[Stored data entries]
┌──

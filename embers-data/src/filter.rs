use serde::{Deserialize, Serialize};

use crate::value::Value;

/// Sort direction for an order-by entry.
#[derive(Debug, Clone, Copy, PartialEq, Eq, Serialize, Deserialize)]
#[serde(rename_all = "UPPERCASE")]
pub enum Direction {
    Asc,
    Desc,
}

impl Direction {
    pub(crate) fn as_sql(self) -> &'static str {
        match self {
            Direction::Asc => "ASC",
            Direction::Desc => "DESC",
        }
    }
}

/// A filter/sort/paging request for `find`, scoped to a single call.
///
/// Predicate entries are equality matches joined by `AND`. Their insertion
/// order is the order the WHERE clause renders them and the order bind
/// parameters are produced — the two never diverge.
///
/// # Example
///
/// ```ignore
/// let filter = Filter::new()
///     .where_eq("name", "Ada")
///     .order_by("name", Direction::Asc)
///     .limit(10)
///     .offset(5);
/// ```
#[derive(Debug, Clone, Default)]
pub struct Filter {
    pub(crate) predicate: Vec<(String, Value)>,
    pub(crate) order_by: Vec<(String, Direction)>,
    pub(crate) limit: Option<u64>,
    pub(crate) offset: Option<u64>,
}

impl Filter {
    pub fn new() -> Self {
        Self::default()
    }

    /// Require equality on a logical field.
    pub fn where_eq(mut self, field: impl Into<String>, value: impl Into<Value>) -> Self {
        self.predicate.push((field.into(), value.into()));
        self
    }

    /// Append an order-by entry; callers control the overall ordering by
    /// call order.
    pub fn order_by(mut self, field: impl Into<String>, direction: Direction) -> Self {
        self.order_by.push((field.into(), direction));
        self
    }

    pub fn limit(mut self, limit: u64) -> Self {
        self.limit = Some(limit);
        self
    }

    pub fn offset(mut self, offset: u64) -> Self {
        self.offset = Some(offset);
        self
    }

    /// True when no clause of any kind would render.
    pub fn is_empty(&self) -> bool {
        self.predicate.is_empty()
            && self.order_by.is_empty()
            && self.limit.is_none()
            && self.offset.is_none()
    }
}

#[cfg(test)]
mod tests {
    use super::*;

    #[test]
    fn test_direction_serializes_as_sql_keywords() {
        assert_eq!(serde_json::to_string(&Direction::Asc).unwrap(), "\"ASC\"");
        assert_eq!(
            serde_json::from_str::<Direction>("\"DESC\"").unwrap(),
            Direction::Desc
        );
    }

    #[test]
    fn test_is_empty() {
        assert!(Filter::new().is_empty());
        assert!(!Filter::new().limit(1).is_empty());
        assert!(!Filter::new().where_eq("a", 1i64).is_empty());
    }
}
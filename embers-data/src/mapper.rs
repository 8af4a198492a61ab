//! Reverse mapping: raw driver rows back into typed entity instances.

use crate::entity::{Entity, EntityDescriptor};
use crate::value::Row;

/// Populate a fresh entity from a raw row.
///
/// Declared columns are visited regular-first, then the identity column.
/// Row labels match physical names case-insensitively and the first match
/// wins; a column absent from the row leaves the field at its `Default`
/// value. Tolerant by design — drivers disagree on label casing and on
/// which columns a `SELECT *` actually returns.
pub fn map_row<E: Entity>(descriptor: &EntityDescriptor, row: &Row) -> E {
    let mut entity = E::default();
    for column in descriptor.mapping_columns() {
        if let Some(value) = row.get_ci(&column.name) {
            entity.set_value(column.field, value.clone());
        }
    }
    entity
}

/// Map a sequence of rows, preserving row order. Empty input yields an
/// empty vector.
pub fn map_rows<E: Entity>(descriptor: &EntityDescriptor, rows: &[Row]) -> Vec<E> {
    rows.iter().map(|row| map_row(descriptor, row)).collect()
}
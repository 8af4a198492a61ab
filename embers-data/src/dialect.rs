/// SQL dialect strategy.
///
/// The generated statements are standard SELECT/INSERT/UPDATE/DELETE except
/// for two vendor-specific wire details: the row-window clauses and the
/// sequence-read expression used to mint identity values. Both live here so
/// the builder and repository stay dialect-neutral.
pub trait Dialect: Send + Sync {
    /// Positional placeholder for the 1-based parameter `index`.
    fn placeholder(&self, index: usize) -> String;

    /// Row-limit clause (e.g. `ROWS 10`).
    fn limit_clause(&self, limit: u64) -> String;

    /// Row-offset clause (e.g. `OFFSET 5`). Must render with or without an
    /// accompanying limit.
    fn offset_clause(&self, offset: u64) -> String;

    /// Name of the identity generator backing `table`.
    fn generator_name(&self, table: &str) -> String;

    /// Statement reading the generator for `table`, advancing it by `step`.
    /// Must yield exactly one row whose first column is the resulting
    /// value. Step 1 mints a fresh identity; step 0 reads without
    /// advancing.
    fn sequence_read_sql(&self, table: &str, step: i64) -> String;
}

└──

Work to be completed
Look back at the entries above. Retype the line with "the identity column.", the line with "rows: &[Row]) ->", and all lines in between.

Output of the task
/// Declared columns are visited regular-first, then the identity column.
/// Row labels match physical names case-insensitively and the first match
/// wins; a column absent from the row leaves the field at its `Default`
/// value. Tolerant by design — drivers disagree on label casing and on
/// which columns a `SELECT *` actually returns.
pub fn map_row<E: Entity>(descriptor: &EntityDescriptor, row: &Row) -> E {
    let mut entity = E::default();
    for column in descriptor.mapping_columns() {
        if let Some(value) = row.get_ci(&column.name) {
            entity.set_value(column.field, value.clone());
        }
    }
    entity
}

/// Map a sequence of rows, preserving row order. Empty input yields an
/// empty vector.
pub fn map_rows<E: Entity>(descriptor: &EntityDescriptor, rows: &[Row]) -> Vec<E> {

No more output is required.